A comprehensive analysis of hepatocellular carcinoma (HCC), the most common type of liver cancer, has revealed several genomic changes that may represent new therapeutic targets.
The incidence of HCC has risen over the last 20 years and currently has a poor 5-year overall survival rate of approximately 15 percent.
There are several known risk factors for HCC, including hepatitis B virus (HBV) and hepatitis C virus (HCV) infection, diabetes mellitus, obesity, and alcohol abuse.
Currently only two drugs, the receptor tyrosine kinase inhibitors sorafenib and regorafenib, are approved by the Food and Drug Administration for treating advanced HCC.
In part to increase the number of potential therapeutic targets, investigators from The Cancer Genome Atlas (TCGA) Research Network identified genomic alterations in 196 tumors that influence development of HCC, including mutations in the TERT gene promotor, mutations in the TP53 and CTNNB1 (β-catenin) genes, and elevated expression of several immune checkpoint genes.
The analysis, published in Cell on June 15, 2017, was led by David A. Wheeler, Ph.D., Baylor College of Medicine, Houston, and may help inform future clinical trials aimed to improve the prognosis of this deadly disease.
The Cancer Genome Atlas Research Network is led by the National Cancer Institute (NCI) and the National Human Genome Research Institute, both parts of the National Institutes of Health.
TERT promotor mutations were identified in 44 percent of the tumours studied.
These mutations were associated with increased elongation of telomeres, protective tips on the ends of DNA strands that shorten with each cell division, ultimately limiting the number of times a cell can divide.
The TERT promotor mutations were also strongly associated with silencing of the CDKN2A gene, a tumour suppressor gene whose protein product helps regulate the cell cycle.

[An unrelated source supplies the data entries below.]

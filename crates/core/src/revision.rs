//! Revision policy: snapshot cadence, revision selectors, input validation,
//! and listing bounds.
//!
//! Pure functions only; the revision store composes them with persistence.

use std::fmt;
use std::str::FromStr;

use serde::Serialize;
use serde_json::Value;

use crate::error::CoreError;

// ---------------------------------------------------------------------------
// Constants
// ---------------------------------------------------------------------------

/// Every revision whose number is a multiple of this is stored in full.
pub const DEFAULT_SNAPSHOT_THRESHOLD: i32 = 50;

/// Attempts at the read-diff-commit cycle before a save gives up on conflicts.
pub const DEFAULT_MAX_SAVE_ATTEMPTS: u32 = 3;

/// Maximum title length in characters.
pub const MAX_TITLE_LENGTH: usize = 200;

/// Default page size for recent-changes listings.
pub const DEFAULT_RECENT_LIMIT: i64 = 10;

/// Maximum page size for any listing.
pub const MAX_LIST_LIMIT: i64 = 100;

// ---------------------------------------------------------------------------
// Snapshot cadence
// ---------------------------------------------------------------------------

/// Whether revision `rev_number` is stored as a full snapshot.
///
/// The first revision always is (so is any revision with nothing to diff
/// against); after that, every `threshold`-th revision is.
pub fn is_snapshot(rev_number: i32, threshold: i32, has_base: bool) -> bool {
    rev_number <= 1 || !has_base || (threshold > 0 && rev_number % threshold == 0)
}

// ---------------------------------------------------------------------------
// Revision selectors
// ---------------------------------------------------------------------------

/// Which revision of a page a diff side refers to.
#[derive(Debug, Clone, Copy, PartialEq, Eq)]
pub enum RevSelector {
    Current,
    Number(i32),
}

impl RevSelector {
    /// Parse an optional query value; absent means [`RevSelector::Current`].
    pub fn parse_optional(raw: Option<&str>) -> Result<Self, CoreError> {
        raw.map_or(Ok(Self::Current), str::parse)
    }

    /// Resolve against the page's head revision number.
    pub fn resolve(self, current_rev: i32) -> i32 {
        match self {
            Self::Current => current_rev,
            Self::Number(n) => n,
        }
    }
}

impl FromStr for RevSelector {
    type Err = CoreError;

    /// Accepts `current`, an empty string, `N`, or `vN` with `N >= 1`.
    fn from_str(raw: &str) -> Result<Self, Self::Err> {
        let trimmed = raw.trim();
        if trimmed.is_empty() || trimmed.eq_ignore_ascii_case("current") {
            return Ok(Self::Current);
        }
        let digits = trimmed
            .strip_prefix(['v', 'V'])
            .unwrap_or(trimmed);
        match digits.parse::<i32>() {
            Ok(n) if n >= 1 => Ok(Self::Number(n)),
            _ => Err(CoreError::Validation(format!(
                "Invalid revision selector '{raw}': expected 'current' or a positive revision number"
            ))),
        }
    }
}

impl fmt::Display for RevSelector {
    fn fmt(&self, f: &mut fmt::Formatter<'_>) -> fmt::Result {
        match self {
            Self::Current => f.write_str("current"),
            Self::Number(n) => write!(f, "{n}"),
        }
    }
}

// ---------------------------------------------------------------------------
// Validation
// ---------------------------------------------------------------------------

/// Validate and normalize a page title: trimmed, non-empty, at most
/// [`MAX_TITLE_LENGTH`] characters.
pub fn validate_title(title: &str) -> Result<String, CoreError> {
    let trimmed = title.trim();
    if trimmed.is_empty() {
        return Err(CoreError::Validation("Title must not be empty".into()));
    }
    if trimmed.chars().count() > MAX_TITLE_LENGTH {
        return Err(CoreError::Validation(format!(
            "Title must be at most {MAX_TITLE_LENGTH} characters"
        )));
    }
    Ok(trimmed.to_string())
}

/// Document content must be a non-empty JSON object.
pub fn validate_content(content: &Value) -> Result<(), CoreError> {
    match content.as_object() {
        Some(map) if !map.is_empty() => Ok(()),
        Some(_) => Err(CoreError::Validation("Content must not be empty".into())),
        None => Err(CoreError::Validation(
            "Content must be a JSON document object".into(),
        )),
    }
}

// ---------------------------------------------------------------------------
// Listing bounds
// ---------------------------------------------------------------------------

/// Clamp a user-provided limit to valid bounds.
pub fn clamp_limit(limit: Option<i64>, default: i64, max: i64) -> i64 {
    limit.unwrap_or(default).max(1).min(max)
}

/// Clamp a user-provided offset to non-negative.
pub fn clamp_offset(offset: Option<i64>) -> i64 {
    offset.unwrap_or(0).max(0)
}

/// Number of pages needed to show `total` items, `limit` at a time.
pub fn total_pages(total: i64, limit: i64) -> i64 {
    if limit <= 0 {
        return 0;
    }
    (total + limit - 1) / limit
}

/// Paging metadata returned alongside every listing.
#[derive(Debug, Clone, Copy, PartialEq, Eq, Serialize)]
pub struct Pagination {
    pub total_count: i64,
    pub total_pages: i64,
    pub has_more: bool,
    pub limit: i64,
    pub offset: i64,
}

impl Pagination {
    /// `returned` is the number of items actually in this page.
    pub fn new(total_count: i64, limit: i64, offset: i64, returned: usize) -> Self {
        Self {
            total_count,
            total_pages: total_pages(total_count, limit),
            has_more: offset + (returned as i64) < total_count,
            limit,
            offset,
        }
    }
}

// ---------------------------------------------------------------------------
// Tests
// ---------------------------------------------------------------------------

#[cfg(test)]
mod tests {
    use super::*;
    use assert_matches::assert_matches;
    use serde_json::json;

    // -- is_snapshot ---------------------------------------------------------

    #[test]
    fn first_revision_is_always_a_snapshot() {
        assert!(is_snapshot(1, 50, true));
        assert!(is_snapshot(1, 50, false));
    }

    #[test]
    fn every_threshold_multiple_is_a_snapshot() {
        let snapshots: Vec<i32> = (1..=120).filter(|&n| is_snapshot(n, 50, true)).collect();
        assert_eq!(snapshots, vec![1, 50, 100]);
    }

    #[test]
    fn missing_base_forces_a_snapshot() {
        assert!(is_snapshot(7, 50, false));
    }

    #[test]
    fn threshold_of_one_snapshots_everything() {
        assert!((1..=10).all(|n| is_snapshot(n, 1, true)));
    }

    // -- RevSelector ---------------------------------------------------------

    #[test]
    fn selector_accepts_current_and_empty() {
        assert_eq!("current".parse::<RevSelector>().unwrap(), RevSelector::Current);
        assert_eq!("CURRENT".parse::<RevSelector>().unwrap(), RevSelector::Current);
        assert_eq!("".parse::<RevSelector>().unwrap(), RevSelector::Current);
        assert_eq!(RevSelector::parse_optional(None).unwrap(), RevSelector::Current);
    }

    #[test]
    fn selector_accepts_numbers_with_optional_prefix() {
        assert_eq!("3".parse::<RevSelector>().unwrap(), RevSelector::Number(3));
        assert_eq!("v12".parse::<RevSelector>().unwrap(), RevSelector::Number(12));
        assert_eq!("V2".parse::<RevSelector>().unwrap(), RevSelector::Number(2));
    }

    #[test]
    fn selector_rejects_garbage() {
        for raw in ["0", "-1", "v", "latest", "1.5", "v0"] {
            assert_matches!(raw.parse::<RevSelector>(), Err(CoreError::Validation(_)), "{raw}");
        }
    }

    #[test]
    fn selector_resolves_against_head() {
        assert_eq!(RevSelector::Current.resolve(9), 9);
        assert_eq!(RevSelector::Number(4).resolve(9), 4);
    }

    // -- validation ----------------------------------------------------------

    #[test]
    fn title_is_trimmed() {
        assert_eq!(validate_title("  Home ").unwrap(), "Home");
    }

    #[test]
    fn title_rejects_empty_and_long() {
        assert_matches!(validate_title("   "), Err(CoreError::Validation(_)));
        assert_matches!(validate_title(&"x".repeat(201)), Err(CoreError::Validation(_)));
        assert!(validate_title(&"가".repeat(200)).is_ok());
    }

    #[test]
    fn content_must_be_non_empty_object() {
        assert!(validate_content(&json!({"type": "doc", "content": []})).is_ok());
        assert_matches!(validate_content(&json!({})), Err(CoreError::Validation(_)));
        assert_matches!(validate_content(&json!(null)), Err(CoreError::Validation(_)));
        assert_matches!(validate_content(&json!("text")), Err(CoreError::Validation(_)));
    }

    // -- listing bounds ------------------------------------------------------

    #[test]
    fn clamp_limit_uses_default_when_none() {
        assert_eq!(clamp_limit(None, DEFAULT_RECENT_LIMIT, MAX_LIST_LIMIT), 10);
    }

    #[test]
    fn clamp_limit_respects_bounds() {
        assert_eq!(clamp_limit(Some(1000), 10, 100), 100);
        assert_eq!(clamp_limit(Some(0), 10, 100), 1);
        assert_eq!(clamp_limit(Some(25), 10, 100), 25);
    }

    #[test]
    fn clamp_offset_floors_at_zero() {
        assert_eq!(clamp_offset(None), 0);
        assert_eq!(clamp_offset(Some(-5)), 0);
        assert_eq!(clamp_offset(Some(30)), 30);
    }

    #[test]
    fn total_pages_rounds_up() {
        assert_eq!(total_pages(0, 10), 0);
        assert_eq!(total_pages(10, 10), 1);
        assert_eq!(total_pages(11, 10), 2);
    }

    #[test]
    fn pagination_reports_more_pages() {
        let page = Pagination::new(25, 10, 10, 10);
        assert_eq!(page.total_pages, 3);
        assert!(page.has_more);
        assert!(!Pagination::new(25, 10, 20, 5).has_more);
    }
}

Together, these findings suggest that both alterations contribute to the immortality of HCC cells and that telomerase inhibitors, which are currently undergoing clinical testing, may help reverse this immortality.
The TP53 gene, which is the most commonly mutated gene in cancer and encodes a tumour suppressor protein that also helps regulate the cell cycle, was mutated in 31 percent of the tumours studied, suggesting that these tumours may respond to targeted restoration of TP53 activity, a strategy currently under development.
In addition, the researchers found that some tumours with normal TP53 genes exhibited low TP53 expression and overexpression of another gene, MDM4, whose protein product binds to TP53 protein and blocks its activity; small molecule inhibitors of MDM4 protein are currently available.
Mutations in another significantly mutated gene, CTNNBB1, identified in 26 percent of the tumours studied, might be targeted with Wnt signalling pathway inhibitors, which are currently in development.
Finally, 20 percent of HCC tumours had high levels of immune cells infiltrating the tumour and elevated expression of the immune checkpoint genes CTLA4, PD-1, and PD-L1.
Given the recent success of immune checkpoint inhibitors in several cancer types, these therapies may be able to increase the responsiveness of a subset of HCCs to attack by the immune system.